Kuasa hukum sekaligus kerabat korban, Sudirman Situmeang mengatakan, pihak keluarga menerima kabar duka pada Selasa subuh. Saat itu, pihak kepolisian menginformasikan bahwa korban telah meninggal dunia dan jenazah berada di rumah sakit.
Berdasarkan kondisi tubuh korban, keluarga menduga adanya tindak kekerasan yang dialami Natanael sebelum meninggal dunia. Dugaan tersebut diperkuat dengan adanya luka lebam di bagian punggung korban.
“Kami meminta pihak kepolisian segera menangkap pelaku dan mengungkap kasus ini secara transparan,” ujar Sudirman Situmeang.

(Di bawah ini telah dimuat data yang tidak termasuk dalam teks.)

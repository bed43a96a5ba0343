//! Interactive overwrite confirmation on the terminal

use armctl_cloud::{CloudError, ConfirmationChannel};
use async_trait::async_trait;
use colored::Colorize;
use std::io::{BufRead, Write};

/// Asks on stderr and reads one line from stdin
///
/// End of input counts as "no", so piping nothing into a run never overwrites.
pub struct StdinConfirmation;

#[async_trait]
impl ConfirmationChannel for StdinConfirmation {
    async fn prompt(&self, message: &str, resource_name: &str) -> armctl_cloud::Result<bool> {
        let message = message.to_string();
        let resource_name = resource_name.to_string();
        tokio::task::spawn_blocking(move || {
            let stdin = std::io::stdin();
            ask(&mut stdin.lock(), &mut std::io::stderr(), &message, &resource_name)
        })
        .await
        .map_err(|e| CloudError::Prompt(e.to_string()))?
    }
}

fn ask<R: BufRead, W: Write>(
    input: &mut R,
    out: &mut W,
    message: &str,
    resource_name: &str,
) -> armctl_cloud::Result<bool> {
    write!(out, "{} {} [y/N]: ", "?".yellow().bold(), message)?;
    out.flush()?;

    let mut answer = String::new();
    if input.read_line(&mut answer)? == 0 {
        writeln!(out)?;
        tracing::info!(resource = resource_name, "no answer on stdin, not overwriting");
        return Ok(false);
    }

    let answer = answer.trim();
    Ok(answer.eq_ignore_ascii_case("y") || answer.eq_ignore_ascii_case("yes"))
}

Keluarga juga menduga insiden tersebut melibatkan oknum di lingkungan tempat korban tinggal. Mereka berharap proses hukum dilakukan secara terbuka dan profesional.
Kronologi Kejadian
Berdasarkan informasi yang dihimpun, peristiwa tersebut terjadi pukul 00.00 WIB di lingkungan mess Polda Kepri. Korban diduga mengalami kekerasan hingga tewas.
Dugaan penganiayaan menguat setelah ditemukan sejumlah luka lebam di bagian punggung korban. Selain itu, beredar informasi adanya keterlibatan beberapa oknum senior dalam kejadian tersebut.
Disebutkan, jumlah terduga pelaku lebih dari satu orang. Hingga kini, informasi tersebut masih dalam tahap pendalaman oleh pihak berwenang.
Kabid Propam Polda Kepri, Kombes Pol Eddwi Kurniyanto ketika dikonfirmasi membenarkan adanya peristiwa tersebut. Saat ini pihaknya tengah memeriksa sejumlah saksi. “Masih kami kumpulkan keterangan. Saksi-saksi sedang diperiksa,” ujar Kombes Eddwi dikutip dari iNews Batam.
Dia belum memberikan keterangan lebih lanjut terkait identitas maupun jumlah terduga pelaku. Proses penyelidikan masih berlangsung untuk mengungkap penyebab pasti kematian korban.